- EXERCISE DIRECTIONS: The answer must be every line below that holds the word "dates".

[Stored data]

BEGIN

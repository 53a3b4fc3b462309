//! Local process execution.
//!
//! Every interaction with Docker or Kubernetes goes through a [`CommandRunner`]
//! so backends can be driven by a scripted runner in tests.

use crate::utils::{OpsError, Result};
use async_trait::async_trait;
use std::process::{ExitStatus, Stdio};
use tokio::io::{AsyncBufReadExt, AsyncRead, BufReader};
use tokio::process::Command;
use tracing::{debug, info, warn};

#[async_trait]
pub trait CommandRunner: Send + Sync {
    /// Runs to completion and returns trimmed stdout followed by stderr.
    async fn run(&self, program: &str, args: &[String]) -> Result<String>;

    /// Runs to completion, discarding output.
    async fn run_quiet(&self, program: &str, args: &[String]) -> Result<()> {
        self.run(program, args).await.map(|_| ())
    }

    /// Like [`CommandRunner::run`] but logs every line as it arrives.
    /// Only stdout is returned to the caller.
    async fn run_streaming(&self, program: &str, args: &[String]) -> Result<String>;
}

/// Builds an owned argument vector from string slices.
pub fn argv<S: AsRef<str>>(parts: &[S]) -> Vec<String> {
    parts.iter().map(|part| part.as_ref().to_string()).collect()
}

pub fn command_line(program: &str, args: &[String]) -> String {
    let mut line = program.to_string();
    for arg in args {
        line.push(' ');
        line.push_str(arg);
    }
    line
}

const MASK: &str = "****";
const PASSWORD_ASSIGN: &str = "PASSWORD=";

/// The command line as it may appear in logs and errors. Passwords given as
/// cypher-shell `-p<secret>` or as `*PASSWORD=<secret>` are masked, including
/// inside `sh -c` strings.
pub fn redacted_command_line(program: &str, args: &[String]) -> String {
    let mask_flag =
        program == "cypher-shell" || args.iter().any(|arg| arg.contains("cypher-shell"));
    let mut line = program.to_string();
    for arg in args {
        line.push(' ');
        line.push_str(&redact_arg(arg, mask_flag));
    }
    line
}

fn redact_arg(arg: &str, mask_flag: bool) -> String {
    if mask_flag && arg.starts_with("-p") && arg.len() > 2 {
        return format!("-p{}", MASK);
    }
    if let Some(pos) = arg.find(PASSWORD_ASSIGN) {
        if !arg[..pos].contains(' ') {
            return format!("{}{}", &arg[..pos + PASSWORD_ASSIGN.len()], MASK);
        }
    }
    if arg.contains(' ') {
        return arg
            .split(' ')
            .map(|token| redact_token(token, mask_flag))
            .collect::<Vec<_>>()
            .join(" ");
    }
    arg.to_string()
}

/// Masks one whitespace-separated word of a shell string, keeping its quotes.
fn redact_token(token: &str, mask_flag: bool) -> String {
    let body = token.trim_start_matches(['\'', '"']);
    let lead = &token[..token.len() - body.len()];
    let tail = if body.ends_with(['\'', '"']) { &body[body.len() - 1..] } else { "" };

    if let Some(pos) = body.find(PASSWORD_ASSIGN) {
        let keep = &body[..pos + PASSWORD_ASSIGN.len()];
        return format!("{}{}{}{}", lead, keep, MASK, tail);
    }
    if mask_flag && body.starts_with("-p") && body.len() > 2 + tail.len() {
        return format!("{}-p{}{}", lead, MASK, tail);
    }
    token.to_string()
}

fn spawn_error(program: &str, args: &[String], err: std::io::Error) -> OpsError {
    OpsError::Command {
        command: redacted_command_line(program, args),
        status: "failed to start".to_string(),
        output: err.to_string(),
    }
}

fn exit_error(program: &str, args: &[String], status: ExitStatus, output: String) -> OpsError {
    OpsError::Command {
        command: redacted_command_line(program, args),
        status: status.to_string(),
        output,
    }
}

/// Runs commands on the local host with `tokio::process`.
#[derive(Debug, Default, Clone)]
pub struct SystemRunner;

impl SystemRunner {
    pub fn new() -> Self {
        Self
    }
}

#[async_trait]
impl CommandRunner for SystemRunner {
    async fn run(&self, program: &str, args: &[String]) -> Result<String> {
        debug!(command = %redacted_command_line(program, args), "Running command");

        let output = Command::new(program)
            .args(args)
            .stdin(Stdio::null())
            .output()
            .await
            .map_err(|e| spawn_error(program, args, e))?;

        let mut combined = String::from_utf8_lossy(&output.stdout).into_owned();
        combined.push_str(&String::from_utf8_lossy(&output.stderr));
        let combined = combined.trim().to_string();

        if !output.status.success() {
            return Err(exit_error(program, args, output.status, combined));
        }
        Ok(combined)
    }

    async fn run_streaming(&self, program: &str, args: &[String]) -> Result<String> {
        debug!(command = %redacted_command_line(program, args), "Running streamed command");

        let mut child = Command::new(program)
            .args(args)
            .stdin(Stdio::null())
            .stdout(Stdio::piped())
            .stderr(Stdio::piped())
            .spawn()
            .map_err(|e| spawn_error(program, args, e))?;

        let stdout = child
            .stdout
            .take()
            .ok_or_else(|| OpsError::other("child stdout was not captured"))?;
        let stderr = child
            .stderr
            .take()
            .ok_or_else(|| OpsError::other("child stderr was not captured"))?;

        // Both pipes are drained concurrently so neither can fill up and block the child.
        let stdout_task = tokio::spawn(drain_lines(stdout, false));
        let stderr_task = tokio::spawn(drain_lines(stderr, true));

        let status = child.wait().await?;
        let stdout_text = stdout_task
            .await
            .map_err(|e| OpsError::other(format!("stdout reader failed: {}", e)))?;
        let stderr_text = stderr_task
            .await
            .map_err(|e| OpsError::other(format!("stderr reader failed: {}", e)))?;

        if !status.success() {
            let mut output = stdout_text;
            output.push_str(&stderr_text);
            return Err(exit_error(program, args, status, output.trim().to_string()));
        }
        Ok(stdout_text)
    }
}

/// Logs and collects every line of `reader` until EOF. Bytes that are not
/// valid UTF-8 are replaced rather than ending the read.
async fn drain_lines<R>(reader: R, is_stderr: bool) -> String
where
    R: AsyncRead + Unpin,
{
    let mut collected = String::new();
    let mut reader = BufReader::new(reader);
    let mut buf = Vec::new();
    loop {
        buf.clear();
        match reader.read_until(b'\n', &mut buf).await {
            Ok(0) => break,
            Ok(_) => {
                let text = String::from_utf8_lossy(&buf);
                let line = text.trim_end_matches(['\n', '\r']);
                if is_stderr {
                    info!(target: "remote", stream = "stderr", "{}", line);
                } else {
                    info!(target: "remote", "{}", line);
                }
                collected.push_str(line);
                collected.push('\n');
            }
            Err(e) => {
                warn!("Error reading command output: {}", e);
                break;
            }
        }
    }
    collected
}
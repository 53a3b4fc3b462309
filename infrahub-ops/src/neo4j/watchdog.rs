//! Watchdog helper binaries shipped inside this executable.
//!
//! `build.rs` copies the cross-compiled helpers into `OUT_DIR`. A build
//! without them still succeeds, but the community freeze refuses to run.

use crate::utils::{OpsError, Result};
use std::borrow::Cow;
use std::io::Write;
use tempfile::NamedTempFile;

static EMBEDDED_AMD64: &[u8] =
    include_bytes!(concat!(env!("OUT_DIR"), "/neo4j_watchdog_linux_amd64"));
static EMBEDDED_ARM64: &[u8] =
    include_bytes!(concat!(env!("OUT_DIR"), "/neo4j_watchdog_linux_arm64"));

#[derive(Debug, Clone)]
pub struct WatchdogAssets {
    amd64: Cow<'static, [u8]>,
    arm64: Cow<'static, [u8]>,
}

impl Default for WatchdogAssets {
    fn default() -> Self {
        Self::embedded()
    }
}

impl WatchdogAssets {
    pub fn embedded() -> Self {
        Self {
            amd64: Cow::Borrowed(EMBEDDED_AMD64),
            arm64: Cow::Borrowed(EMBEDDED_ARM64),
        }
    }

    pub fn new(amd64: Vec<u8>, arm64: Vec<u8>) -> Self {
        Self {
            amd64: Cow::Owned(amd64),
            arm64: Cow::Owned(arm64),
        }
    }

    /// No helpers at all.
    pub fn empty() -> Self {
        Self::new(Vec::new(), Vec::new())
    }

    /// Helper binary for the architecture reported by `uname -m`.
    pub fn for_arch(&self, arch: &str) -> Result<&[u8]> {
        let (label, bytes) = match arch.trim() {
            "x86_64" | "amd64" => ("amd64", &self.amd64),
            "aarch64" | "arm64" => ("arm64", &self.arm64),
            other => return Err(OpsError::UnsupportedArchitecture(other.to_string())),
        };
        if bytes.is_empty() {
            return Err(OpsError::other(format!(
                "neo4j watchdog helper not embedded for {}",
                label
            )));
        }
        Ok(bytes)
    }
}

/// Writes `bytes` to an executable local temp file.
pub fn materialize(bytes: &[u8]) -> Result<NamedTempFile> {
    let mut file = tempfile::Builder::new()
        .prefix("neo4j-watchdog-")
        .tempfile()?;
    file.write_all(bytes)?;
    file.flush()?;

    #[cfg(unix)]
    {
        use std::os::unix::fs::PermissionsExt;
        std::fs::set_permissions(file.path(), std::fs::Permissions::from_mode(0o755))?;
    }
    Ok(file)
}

END
BEGIN

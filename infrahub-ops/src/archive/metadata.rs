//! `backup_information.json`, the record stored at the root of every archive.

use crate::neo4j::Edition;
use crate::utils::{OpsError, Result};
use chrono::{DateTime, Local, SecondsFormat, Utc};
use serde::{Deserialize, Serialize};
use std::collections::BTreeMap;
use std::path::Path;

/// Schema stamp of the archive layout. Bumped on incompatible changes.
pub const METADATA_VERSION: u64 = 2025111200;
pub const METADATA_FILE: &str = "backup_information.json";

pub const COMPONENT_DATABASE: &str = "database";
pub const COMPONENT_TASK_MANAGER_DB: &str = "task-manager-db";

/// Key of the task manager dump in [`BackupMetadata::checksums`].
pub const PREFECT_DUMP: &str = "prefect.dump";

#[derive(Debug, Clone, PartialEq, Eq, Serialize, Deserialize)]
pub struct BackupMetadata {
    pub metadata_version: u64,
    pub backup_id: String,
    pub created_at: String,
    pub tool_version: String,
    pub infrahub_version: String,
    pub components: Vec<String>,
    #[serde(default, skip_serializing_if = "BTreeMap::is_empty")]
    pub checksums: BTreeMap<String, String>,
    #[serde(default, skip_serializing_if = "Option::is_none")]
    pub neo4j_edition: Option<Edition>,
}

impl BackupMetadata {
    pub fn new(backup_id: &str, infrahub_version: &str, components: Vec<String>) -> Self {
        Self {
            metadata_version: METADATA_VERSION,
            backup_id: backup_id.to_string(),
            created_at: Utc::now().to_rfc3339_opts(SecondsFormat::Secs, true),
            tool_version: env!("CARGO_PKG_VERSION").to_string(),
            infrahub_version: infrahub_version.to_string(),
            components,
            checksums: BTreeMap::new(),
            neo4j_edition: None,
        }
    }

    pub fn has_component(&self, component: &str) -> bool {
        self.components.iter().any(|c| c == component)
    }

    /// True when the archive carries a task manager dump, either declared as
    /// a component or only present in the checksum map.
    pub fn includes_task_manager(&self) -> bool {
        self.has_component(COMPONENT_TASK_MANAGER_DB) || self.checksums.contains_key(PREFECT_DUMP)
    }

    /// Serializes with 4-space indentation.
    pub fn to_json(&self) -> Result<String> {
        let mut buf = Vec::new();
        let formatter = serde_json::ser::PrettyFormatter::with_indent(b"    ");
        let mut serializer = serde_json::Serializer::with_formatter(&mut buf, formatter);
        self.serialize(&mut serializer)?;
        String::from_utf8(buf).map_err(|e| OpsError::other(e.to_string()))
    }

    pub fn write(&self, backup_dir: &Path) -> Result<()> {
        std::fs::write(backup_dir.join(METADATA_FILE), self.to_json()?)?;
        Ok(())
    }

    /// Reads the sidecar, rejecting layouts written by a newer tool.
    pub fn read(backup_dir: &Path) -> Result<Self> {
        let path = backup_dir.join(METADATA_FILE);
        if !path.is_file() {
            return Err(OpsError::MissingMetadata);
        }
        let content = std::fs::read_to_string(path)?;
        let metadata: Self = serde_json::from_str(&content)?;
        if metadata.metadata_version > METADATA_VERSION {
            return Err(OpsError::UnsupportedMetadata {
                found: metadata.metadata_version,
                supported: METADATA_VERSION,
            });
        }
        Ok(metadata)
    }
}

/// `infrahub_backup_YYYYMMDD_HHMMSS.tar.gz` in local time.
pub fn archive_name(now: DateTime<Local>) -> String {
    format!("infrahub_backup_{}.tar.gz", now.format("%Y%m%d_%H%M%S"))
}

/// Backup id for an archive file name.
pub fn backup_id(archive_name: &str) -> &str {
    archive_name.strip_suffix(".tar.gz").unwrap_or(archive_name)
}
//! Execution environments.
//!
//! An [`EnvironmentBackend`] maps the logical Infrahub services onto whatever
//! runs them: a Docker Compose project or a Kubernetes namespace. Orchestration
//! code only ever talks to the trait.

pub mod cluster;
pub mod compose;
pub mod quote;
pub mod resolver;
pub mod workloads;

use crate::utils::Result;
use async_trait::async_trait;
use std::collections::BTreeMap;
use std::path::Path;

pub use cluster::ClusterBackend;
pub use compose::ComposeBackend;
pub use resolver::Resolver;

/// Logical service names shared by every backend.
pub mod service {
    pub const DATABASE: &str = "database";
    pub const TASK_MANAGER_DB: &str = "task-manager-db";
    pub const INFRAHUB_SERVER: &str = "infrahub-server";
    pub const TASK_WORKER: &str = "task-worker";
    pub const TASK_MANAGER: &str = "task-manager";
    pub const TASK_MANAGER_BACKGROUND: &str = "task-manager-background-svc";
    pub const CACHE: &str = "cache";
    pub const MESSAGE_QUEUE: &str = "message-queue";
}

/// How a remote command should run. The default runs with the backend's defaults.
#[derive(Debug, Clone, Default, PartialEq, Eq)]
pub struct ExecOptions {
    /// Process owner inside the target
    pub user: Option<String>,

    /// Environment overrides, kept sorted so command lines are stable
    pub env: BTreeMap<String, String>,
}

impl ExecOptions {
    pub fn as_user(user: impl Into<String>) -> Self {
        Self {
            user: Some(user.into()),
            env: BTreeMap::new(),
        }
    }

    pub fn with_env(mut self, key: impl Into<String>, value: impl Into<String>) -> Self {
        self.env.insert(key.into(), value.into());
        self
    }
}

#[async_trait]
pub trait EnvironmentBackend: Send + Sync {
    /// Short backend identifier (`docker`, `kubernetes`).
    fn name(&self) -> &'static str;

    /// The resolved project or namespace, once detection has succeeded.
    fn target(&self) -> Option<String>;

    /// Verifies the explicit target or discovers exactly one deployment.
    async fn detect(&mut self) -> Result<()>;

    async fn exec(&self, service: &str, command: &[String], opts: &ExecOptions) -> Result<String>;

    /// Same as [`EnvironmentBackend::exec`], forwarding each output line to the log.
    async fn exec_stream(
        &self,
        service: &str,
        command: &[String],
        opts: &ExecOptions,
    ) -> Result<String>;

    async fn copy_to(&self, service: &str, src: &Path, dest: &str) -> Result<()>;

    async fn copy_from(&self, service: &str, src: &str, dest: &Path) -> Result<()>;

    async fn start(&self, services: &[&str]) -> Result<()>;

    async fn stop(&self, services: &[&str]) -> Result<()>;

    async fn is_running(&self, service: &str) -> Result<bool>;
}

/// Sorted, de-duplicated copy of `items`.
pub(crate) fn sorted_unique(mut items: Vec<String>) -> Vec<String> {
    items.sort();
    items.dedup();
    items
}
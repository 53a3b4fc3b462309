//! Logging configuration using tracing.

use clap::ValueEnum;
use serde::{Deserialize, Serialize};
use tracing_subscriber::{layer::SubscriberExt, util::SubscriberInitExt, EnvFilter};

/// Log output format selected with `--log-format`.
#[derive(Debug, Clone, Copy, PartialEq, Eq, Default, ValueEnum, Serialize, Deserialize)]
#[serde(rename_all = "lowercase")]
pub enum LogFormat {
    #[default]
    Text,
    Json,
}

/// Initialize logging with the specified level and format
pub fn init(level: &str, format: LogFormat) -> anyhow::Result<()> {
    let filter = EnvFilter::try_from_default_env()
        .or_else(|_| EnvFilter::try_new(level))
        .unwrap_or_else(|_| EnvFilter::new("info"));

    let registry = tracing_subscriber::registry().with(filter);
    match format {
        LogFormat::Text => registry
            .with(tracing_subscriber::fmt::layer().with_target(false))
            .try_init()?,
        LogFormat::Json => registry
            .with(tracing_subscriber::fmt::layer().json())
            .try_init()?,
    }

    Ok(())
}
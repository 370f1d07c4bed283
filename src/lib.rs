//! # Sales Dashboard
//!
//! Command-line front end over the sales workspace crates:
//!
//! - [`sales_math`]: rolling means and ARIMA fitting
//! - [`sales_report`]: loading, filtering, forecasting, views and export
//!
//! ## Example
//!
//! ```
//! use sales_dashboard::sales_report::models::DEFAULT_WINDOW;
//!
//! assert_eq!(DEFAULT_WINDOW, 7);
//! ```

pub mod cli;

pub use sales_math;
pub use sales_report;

END
BEGIN

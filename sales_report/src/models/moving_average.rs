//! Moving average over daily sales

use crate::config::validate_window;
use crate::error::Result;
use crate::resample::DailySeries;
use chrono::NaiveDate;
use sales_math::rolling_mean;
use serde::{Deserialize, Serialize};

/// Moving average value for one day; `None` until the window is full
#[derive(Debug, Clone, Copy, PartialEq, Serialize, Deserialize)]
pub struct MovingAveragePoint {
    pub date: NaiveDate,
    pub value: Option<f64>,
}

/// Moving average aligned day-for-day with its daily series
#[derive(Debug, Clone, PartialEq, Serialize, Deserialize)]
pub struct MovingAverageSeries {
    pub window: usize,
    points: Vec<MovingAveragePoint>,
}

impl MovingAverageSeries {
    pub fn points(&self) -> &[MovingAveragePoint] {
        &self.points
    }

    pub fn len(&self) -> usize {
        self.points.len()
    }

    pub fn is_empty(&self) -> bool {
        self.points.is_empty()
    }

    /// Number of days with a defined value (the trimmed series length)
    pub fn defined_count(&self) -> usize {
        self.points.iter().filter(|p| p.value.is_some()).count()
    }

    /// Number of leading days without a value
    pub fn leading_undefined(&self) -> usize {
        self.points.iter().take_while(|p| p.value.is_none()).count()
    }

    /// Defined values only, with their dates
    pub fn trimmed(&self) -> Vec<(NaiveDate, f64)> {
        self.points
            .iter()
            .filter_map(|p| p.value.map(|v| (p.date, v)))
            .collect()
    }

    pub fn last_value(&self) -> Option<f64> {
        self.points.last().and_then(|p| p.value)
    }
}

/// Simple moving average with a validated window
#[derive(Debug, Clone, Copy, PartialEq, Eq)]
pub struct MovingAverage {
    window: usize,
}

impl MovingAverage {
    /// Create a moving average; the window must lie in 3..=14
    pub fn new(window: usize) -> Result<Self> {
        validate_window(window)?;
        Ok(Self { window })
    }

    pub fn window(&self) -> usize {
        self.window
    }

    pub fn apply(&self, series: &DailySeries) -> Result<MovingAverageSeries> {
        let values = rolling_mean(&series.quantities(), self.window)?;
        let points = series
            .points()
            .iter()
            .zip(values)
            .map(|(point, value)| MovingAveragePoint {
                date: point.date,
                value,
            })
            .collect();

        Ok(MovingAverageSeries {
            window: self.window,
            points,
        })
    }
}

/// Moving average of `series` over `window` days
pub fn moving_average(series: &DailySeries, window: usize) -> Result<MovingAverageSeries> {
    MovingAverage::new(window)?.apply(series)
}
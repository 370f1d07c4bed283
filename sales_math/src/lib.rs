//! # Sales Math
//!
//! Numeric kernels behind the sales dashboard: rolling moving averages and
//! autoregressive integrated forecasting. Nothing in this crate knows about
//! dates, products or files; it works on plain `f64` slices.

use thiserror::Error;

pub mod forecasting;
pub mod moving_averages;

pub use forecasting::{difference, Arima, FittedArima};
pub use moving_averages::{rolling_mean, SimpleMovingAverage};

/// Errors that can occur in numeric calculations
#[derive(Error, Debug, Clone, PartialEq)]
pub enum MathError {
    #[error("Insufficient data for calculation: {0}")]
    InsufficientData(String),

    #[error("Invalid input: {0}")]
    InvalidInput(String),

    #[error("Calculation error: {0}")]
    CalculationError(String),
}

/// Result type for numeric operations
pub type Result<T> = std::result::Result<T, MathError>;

END

- SOLUTION TO THE PROBLEM:
    /// Defined values only, with their dates
//! dates, products or files; it works on plain `f64` slices.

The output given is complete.